Russia is a member of the so-called peacemaking Middle East Quartet that also includes the United States along with the European Union and the United Nations.
Moscow's influence in the region has waned considerably since the collapse of the Soviet Union. But it still remains a port of call for Arab world leaders who grew up under Soviet patronage.
Direct Middle East peace talks have not been held since September 2010 and the third round of exploratory meetings conducted in Jordan on January 14 produced no tangible result.
German Chancellor Angela Merkel said Thursday following her meeting with Abbas that it was "very, very important that we see progress, that each side sees that good will is there."
The Jordanian meetings are running up against a Thursday deadline imposed by the Quartet amid few signs of compromise on key issues such as Israel's decision to continue the construction of settlements in the West Bank.
Russia has called for a freeze on new constructions and Medvedev reaffirmed his commitment to an independent Palestinian state with east Jerusalem as its capital during his January trip to the West Bank.
But Moscow is also nurturing trade with Israel and has close cultural links with the Jewish state thanks to the vast Russia-speaking diaspora there.
Abbas is paying his eighth visit to Russia since assuming his post in January 2009 amid a breakdown in his Fatah movement's relations with Gaza-based Hamas.
A Palestinian official quoted by the ITAR-TASS news agency ahead of the talks said Abbas intended to underscore the "defiant stance of the Israeli government and its refusal to stop settlement activity."

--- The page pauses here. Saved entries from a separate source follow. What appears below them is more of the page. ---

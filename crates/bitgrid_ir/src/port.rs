//! Module ports.

use crate::ids::{PortId, SignalId, TypeId};
use bitgrid_common::Ident;
use serde::{Deserialize, Serialize};

/// Which way data crosses the module boundary.
#[derive(Debug, Clone, Copy, PartialEq, Eq, Hash, Serialize, Deserialize)]
pub enum PortDirection {
    /// Driven from outside.
    Input,
    /// Driven by the module.
    Output,
}

/// One entry of a module's interface.
///
/// `signal` is set for inputs as soon as they are declared. Outputs have
/// none until [`ModuleBuilder::drive_output`](crate::ModuleBuilder::drive_output)
/// connects one of matching width.
#[derive(Debug, Clone, Serialize, Deserialize)]
pub struct Port {
    /// Position in the interface.
    pub id: PortId,
    /// Port name.
    pub name: Ident,
    /// Input or output.
    pub direction: PortDirection,
    /// Declared type; its bit width is what `drive_output` checks.
    pub ty: TypeId,
    /// Signal behind the port, if any.
    pub signal: Option<SignalId>,
}

impl Port {
    /// `true` for an output nothing drives yet.
    pub fn is_undriven(&self) -> bool {
        self.direction == PortDirection::Output && self.signal.is_none()
    }
}
//! bitgrid CLI: builds the reference array designs and prints their IR.

#![warn(missing_docs)]

mod list;
mod show;

use std::path::PathBuf;
use std::process::ExitCode;

use clap::{ArgAction, Parser, Subcommand, ValueEnum};

/// bitgrid: symbolic bit-vector arrays for hardware construction.
#[derive(Parser, Debug)]
#[command(name = "bitgrid", version, about = "bitgrid array design explorer")]
pub struct Cli {
    /// Print nothing but errors.
    #[arg(short, long, global = true)]
    pub quiet: bool,

    /// More logging; repeat for trace output.
    #[arg(short, long, global = true, action = ArgAction::Count)]
    pub verbose: u8,

    /// Directory holding `bitgrid.toml`; the working directory if omitted.
    #[arg(long = "config", value_name = "DIR", global = true)]
    pub config_dir: Option<PathBuf>,

    /// What to do.
    #[command(subcommand)]
    pub command: Command,
}

/// Subcommands.
#[derive(Subcommand, Debug)]
pub enum Command {
    /// List the reference designs.
    List,
    /// Build one design and print its IR.
    Show(ShowArgs),
}

/// `bitgrid show` arguments.
#[derive(clap::Args, Debug)]
pub struct ShowArgs {
    /// Name of the design (see `bitgrid list`).
    pub design: String,

    /// How to print the module.
    #[arg(short, long, value_enum, default_value_t = ReportFormat::Text)]
    pub format: ReportFormat,

    /// Lower without barrier wires whatever the configuration says.
    #[arg(long)]
    pub no_wire: bool,
}

/// How `show` prints a module.
#[derive(Clone, Copy, Debug, PartialEq, Eq, ValueEnum)]
pub enum ReportFormat {
    /// Textual IR dump.
    Text,
    /// The serialized module as JSON.
    Json,
}

/// What every subcommand needs besides its own arguments.
pub struct Session {
    /// Suppress normal output.
    pub quiet: bool,
    /// Where `bitgrid.toml` is looked up.
    pub project_dir: PathBuf,
}

fn log_level(verbose: u8) -> log::LevelFilter {
    match verbose {
        0 => log::LevelFilter::Warn,
        1 => log::LevelFilter::Debug,
        _ => log::LevelFilter::Trace,
    }
}

fn dispatch(cli: Cli) -> Result<(), Box<dyn std::error::Error>> {
    let session = Session {
        quiet: cli.quiet,
        project_dir: match cli.config_dir {
            Some(dir) => dir,
            None => std::env::current_dir()?,
        },
    };
    match &cli.command {
        Command::List => list::run(&session),
        Command::Show(args) => show::run(args, &session),
    }
}

fn main() -> ExitCode {
    let cli = Cli::parse();
    env_logger::builder()
        .filter_level(log_level(cli.verbose))
        .parse_default_env()
        .init();

    match dispatch(cli) {
        Ok(()) => ExitCode::SUCCESS,
        Err(e) => {
            eprintln!("error: {e}");
            ExitCode::FAILURE
        }
    }
}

Analysts expect few shifts in Russia's carefully balanced approach to the conflict following March elections in which Medvedev is expected to hand over his seat to current premier and two-term Kremlin incumbent Vladimir Putin.
Abbas has received a warm welcome so far on his six-day stay. On Saturday he is to receive an award named after Russia's late Orthodox Church patriarch Alexy II.
He will also attend a conference in the central Russian region of Chuvashia.